The Twilight of the Western Towns


California (1977, Michele Lupo) is one of the best examples of a short cycle of westerns called The Twilight Spaghetti Westerns. They were produced in the second half of the Seventies, roughly a decade after the glory years of the spaghetti western genre. The entire production of Italian genre movies was in decline and the recession had turned the western towns of the Roman Studios into ghost towns.

California is set in the aftermath of the American Civil War (1861-1865). The West that once was Wild, has become a Waste land. The legendary set designer Carlo Simi used the ramshackle western town of the Elios Studios to create an atmosphere of decay and despair. In an early scene of the movie, Giuliano Gemma and Miguel Bose ride into town; they’re both Confederate soldiers, prisoners of war who were released after the Confederacy had surrendered. The town is in ruins, the town street full of trash, the saloon a dusty place, once full of life, now deserted.
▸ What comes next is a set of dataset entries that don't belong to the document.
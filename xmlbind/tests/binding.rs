//! End-to-end binding tests: documents read into object graphs and written
//! back through complete models.

use std::collections::HashMap;
use std::sync::Arc;

use xmlbind::{
    Attribute, BindingModel, Choice, Chooser, ComplexType, Context, Element, ElementInjector,
    Error, FieldAccessor, FnAction, FnCreator, Ignore, IntConverter, MapRepeater, ObjectCreator,
    Phases, Recursor, Reference, Repeater, Root, Sequence, SimpleArgument, SimpleType,
    StringConverter, Value, WriterOptions,
};

const DECLARATION: &str = "<?xml version=\"1.0\" encoding=\"UTF-8\"?>";

fn text(field: &str) -> SimpleType {
    SimpleType::new(StringConverter).with_accessor(FieldAccessor::new(field))
}

fn person_type(with_age: bool) -> ComplexType {
    let mut content = Sequence::new().with(Element::new("name").with_child(text("name")));
    if with_age {
        content = content.with(
            Element::new("age").optional().with_child(
                SimpleType::new(IntConverter).with_accessor(FieldAccessor::new("age")),
            ),
        );
    }
    content = content.with(Element::new("email").optional().with_child(text("email")));
    ComplexType::new(ObjectCreator::new("Person"), content).with_attribute(
        Attribute::new("id", FieldAccessor::new("id"), IntConverter).optional(),
    )
}

fn person_model() -> BindingModel {
    BindingModel::builder()
        .root(Root::new("person", "Person", person_type(true)))
        .build()
        .unwrap()
}
//! The binding model: registry of root bindings and named fragments.
//!
//! A model is assembled once with [`BindingModelBuilder`], validated, and is
//! immutable afterwards. It is `Send + Sync`, so one model can serve
//! concurrent traversals on many threads. Each traversal owns its reader or
//! writer and its contexts.

use std::collections::{HashMap, HashSet};
use std::io::{self, Write};

use tracing::debug;

use crate::binding::{Binding, Root, Scope};
use crate::chooser::Chooser;
use crate::context::Context;
use crate::error::{Error, Result};
use crate::value::{TypeHierarchy, TypeName, Value};
use crate::xml::{EventSource, QName, RecordingReader, StreamWriter, Tag, WriterOptions, XmlSource};

/// Registry of root bindings and named fragments. Entry point for both
/// directions.
#[derive(Debug)]
pub struct BindingModel {
    roots: Vec<Root>,
    root_index: HashMap<QName, usize>,
    fragments: Vec<Binding>,
    fragment_index: HashMap<QName, usize>,
    types: TypeHierarchy,
}

impl BindingModel {
    pub fn builder() -> BindingModelBuilder {
        BindingModelBuilder::default()
    }

    /// Returns the root binding for a document element name.
    pub fn root(&self, name: &QName) -> Option<&Root> {
        self.root_index.get(name).map(|&i| &self.roots[i])
    }

    pub fn roots(&self) -> &[Root] {
        &self.roots
    }

    /// Returns the fragment registered under `key`.
    pub fn fragment(&self, key: &QName) -> Result<&Binding> {
        self.fragment_index
            .get(key)
            .map(|&i| &self.fragments[i])
            .ok_or_else(|| Error::ModelConfiguration(format!("no fragment registered as {}", key)))
    }

    /// The declared type hierarchy.
    pub fn types(&self) -> &TypeHierarchy {
        &self.types
    }

    /// Binds a document from an event source.
    pub fn unmarshal<S: EventSource>(&self, source: S) -> Result<Value> {
        self.unmarshal_with(source, HashMap::new())
    }

    /// Binds a document held in a string.
    pub fn unmarshal_str(&self, xml: &str) -> Result<Value> {
        self.unmarshal(XmlSource::from_str(xml))
    }

    /// Binds a document, making `ambient` available to every context of
    /// the run.
    pub fn unmarshal_with<S: EventSource>(
        &self,
        source: S,
        ambient: HashMap<String, Value>,
    ) -> Result<Value> {
        let mut reader = RecordingReader::new(source);
        let result = self.unmarshal_document(&mut reader, ambient);
        reader.close();
        result
    }

    fn unmarshal_document<S: EventSource>(
        &self,
        reader: &mut RecordingReader<S>,
        ambient: HashMap<String, Value>,
    ) -> Result<Value> {
        // Peek at the document element, then rewind so the root reads it
        let marker = reader.start_recording();
        let root = match reader.next_tag()? {
            Tag::Start => {
                let name = reader.name()?;
                self.root(name).ok_or_else(|| {
                    Error::Mismatch(format!("no root binding for document element <{}>", name))
                })?
            }
            _ => return Err(Error::Mismatch("document has no element".into())),
        };
        reader.rewind_and_playback(marker)?;
        debug!(root = %root.name(), value_type = %root.type_name(), "selected root binding");

        let scope = Scope::new(self);
        let context = root.unmarshal(reader, Context::with_ambient(Value::Null, ambient), &scope)?;
        match reader.next_tag()? {
            Tag::EndDocument => Ok(context.into_value()),
            _ => Err(Error::Mismatch(format!(
                "content after document element <{}>",
                root.name()
            ))),
        }
    }

    /// Selects the root for a value: a root bound to exactly the value's
    /// type, otherwise a root the type is assignable to. More than one
    /// candidate is an error.
    pub fn select_root(&self, value: &Value) -> Result<&Root> {
        let found = value.type_name();
        let exact: Vec<&Root> = self
            .roots
            .iter()
            .filter(|root| root.type_name() == &found)
            .collect();
        let candidates = if exact.is_empty() {
            self.roots
                .iter()
                .filter(|root| self.types.is_assignable(&found, root.type_name()))
                .collect()
        } else {
            exact
        };

        match candidates.as_slice() {
            [] => Err(Error::Mismatch(format!("no root binding for type {}", found))),
            [root] => Ok(root),
            many => {
                let names: Vec<String> = many.iter().map(|r| format!("<{}>", r.name())).collect();
                Err(Error::ModelConfiguration(format!(
                    "ambiguous root binding for type {}: {}",
                    found,
                    names.join(", ")
                )))
            }
        }
    }

    /// Writes `value` as a document to `sink` and returns the sink.
    pub fn marshal<W: Write>(&self, value: &Value, sink: W) -> Result<W> {
        self.marshal_with(value, sink, WriterOptions::default(), HashMap::new())
    }

    /// Writes `value` with the given writer options and ambient values.
    pub fn marshal_with<W: Write>(
        &self,
        value: &Value,
        sink: W,
        options: WriterOptions,
        ambient: HashMap<String, Value>,
    ) -> Result<W> {
        let root = self.select_root(value)?;
        debug!(root = %root.name(), value_type = %value.type_name(), "selected root binding");

        let mut writer = StreamWriter::with_options(sink, options);
        let scope = Scope::new(self);
        let context = Context::with_ambient(value.clone(), ambient);
        root.marshal(&mut writer, &context, &scope)?;
        writer.finish()?;
        Ok(writer.into_inner())
    }

    /// Writes `value` as a document into a string.
    pub fn marshal_to_string(&self, value: &Value) -> Result<String> {
        let bytes = self.marshal(value, Vec::new())?;
        String::from_utf8(bytes).map_err(|e| Error::Io(io::Error::new(io::ErrorKind::InvalidData, e)))
    }
}

/// Assembles and validates a [`BindingModel`].
#[derive(Debug, Default)]
pub struct BindingModelBuilder {
    roots: Vec<Root>,
    fragments: Vec<(QName, Binding)>,
    types: TypeHierarchy,
}

impl BindingModelBuilder {
    pub fn new() -> Self {
        Self::default()
    }

    /// Registers a root binding under its element name.
    pub fn root(mut self, root: Root) -> Self {
        self.roots.push(root);
        self
    }

    /// Registers a named fragment. `key` is an identifier in Clark
    /// notation: `{namespace}id` or plain `id`.
    pub fn fragment(mut self, key: impl Into<QName>, binding: impl Into<Binding>) -> Self {
        self.fragments.push((key.into(), binding.into()));
        self
    }

    /// Declares `subtype` as assignable to `supertype`.
    pub fn subtype(mut self, subtype: impl Into<TypeName>, supertype: impl Into<TypeName>) -> Self {
        self.types.declare(subtype, supertype);
        self
    }

    /// Validates the registrations and builds the model.
    pub fn build(self) -> Result<BindingModel> {
        let mut root_index = HashMap::new();
        for (i, root) in self.roots.iter().enumerate() {
            if root_index.insert(root.name().clone(), i).is_some() {
                return Err(Error::ModelConfiguration(format!(
                    "duplicate root binding <{}>",
                    root.name()
                )));
            }
        }

        let mut fragment_index = HashMap::new();
        let mut fragments = Vec::with_capacity(self.fragments.len());
        for (i, (key, binding)) in self.fragments.into_iter().enumerate() {
            if fragment_index.insert(key.clone(), i).is_some() {
                return Err(Error::ModelConfiguration(format!(
                    "duplicate fragment {}",
                    key
                )));
            }
            fragments.push(binding);
        }

        let model = BindingModel {
            roots: self.roots,
            root_index,
            fragments,
            fragment_index,
            types: self.types,
        };
        Validator::new(&model).validate()?;
        debug!(
            roots = model.roots.len(),
            fragments = model.fragments.len(),
            "built binding model"
        );
        Ok(model)
    }
}

/// Static checks over every tree of a model.
struct Validator<'m> {
    model: &'m BindingModel,
    complex_names: HashSet<&'m str>,
}

impl<'m> Validator<'m> {
    fn new(model: &'m BindingModel) -> Self {
        let mut complex_names = HashSet::new();
        for tree in Self::trees(model) {
            walk(tree, &mut |binding| {
                if let Binding::ComplexType(complex) = binding {
                    if let Some(name) = complex.name() {
                        complex_names.insert(name);
                    }
                }
            });
        }
        Validator {
            model,
            complex_names,
        }
    }

    fn trees(model: &'m BindingModel) -> impl Iterator<Item = &'m Binding> {
        model
            .roots
            .iter()
            .map(Root::child)
            .chain(model.fragments.iter())
    }

    fn validate(&self) -> Result<()> {
        let mut result = Ok(());
        for tree in Self::trees(self.model) {
            walk(tree, &mut |binding| {
                if result.is_ok() {
                    result = self.check(binding);
                }
            });
        }
        result
    }

    fn check(&self, binding: &'m Binding) -> Result<()> {
        match binding {
            Binding::Reference(reference) => {
                self.model
                    .fragment(reference.key())
                    .map_err(|e| e.within(binding.describe()))?;
            }
            Binding::Recursor(recursor) => {
                if !self.complex_names.contains(recursor.target()) {
                    return Err(Error::ModelConfiguration(format!(
                        "recursor target {} names no complex type",
                        recursor.target()
                    )));
                }
            }
            Binding::Choice(choice) => {
                let options = choice.options();
                let last = options.len().saturating_sub(1);
                if let Some(i) = options
                    .iter()
                    .position(|option| matches!(option.chooser(), Chooser::Always))
                {
                    if i != last {
                        return Err(Error::ModelConfiguration(format!(
                            "always-matching option {} of a choice hides the options after it",
                            i
                        )));
                    }
                }
            }
            Binding::ComplexType(complex) => {
                let parameters = complex.creator().parameters();
                if !parameters.is_empty() {
                    let mut found = HashSet::new();
                    let mut visited = HashSet::new();
                    self.collect_arguments(complex.content(), &mut found, &mut visited);
                    if let Some(missing) = parameters.iter().find(|p| !found.contains(p.as_str())) {
                        return Err(Error::ModelConfiguration(format!(
                            "constructor parameter {} of {} has no argument binding",
                            missing,
                            complex.value_type()
                        )));
                    }
                }
            }
            _ => {}
        }
        Ok(())
    }

    /// Collects the parameters fed by argument leaves under `binding`,
    /// following references but not entering nested complex types.
    fn collect_arguments(
        &self,
        binding: &'m Binding,
        found: &mut HashSet<&'m str>,
        visited: &mut HashSet<&'m QName>,
    ) {
        match binding {
            Binding::SimpleArgument(argument) => {
                found.insert(argument.parameter());
            }
            Binding::ComplexType(_) => {}
            Binding::Reference(reference) => {
                if visited.insert(reference.key()) {
                    if let Ok(fragment) = self.model.fragment(reference.key()) {
                        self.collect_arguments(fragment, found, visited);
                    }
                }
            }
            other => {
                for child in other.children() {
                    self.collect_arguments(child, found, visited);
                }
            }
        }
    }
}

/// Visits `binding` and every node of its static subtree, parents first.
fn walk<'b>(binding: &'b Binding, visit: &mut impl FnMut(&'b Binding)) {
    visit(binding);
    for child in binding.children() {
        walk(child, visit);
    }
}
The two - sitting on one horse - ride into the saloon, alongside the bar, turn around, and return to the town street. The horse they’re riding, was stolen, and the next moment, Bose will be shot in the back by the owner and subsequently hanged in the town street.


Gemma and Bose in the town street of the Elios western town


And in the saloon where once Django was king 

A second ghost town used by Carlo Simi, was Mini Hollywood in Almeria, created in 1965 for Sergio leone’s For a Few Dollars More. A storm had almost completely swept away the town and its facades and buildings. Simi’s famous Bank of El Paso ('the bank only a madman would try to rob') was one of the few buildings that had survived. With some additional debris to complete the image of a town in ruins, the set proved to be the perfect picture to symbolize a society and an industry in trouble. A Twilight Western, shot in Twilight Western towns: with movies like California and Keoma (1976, Enzo G. Castellari) the Italian western had its last upswing. It wasn’t a boom, like boom of the Sixties, but those latter-day westerns were excellent pieces of film-making.

Mini Hollywood 1977, after the storm ...

The bank of El Paso even weathered the storm 

*****

THE MOVIE: CALIFORNIA (1977, Michele Lupo)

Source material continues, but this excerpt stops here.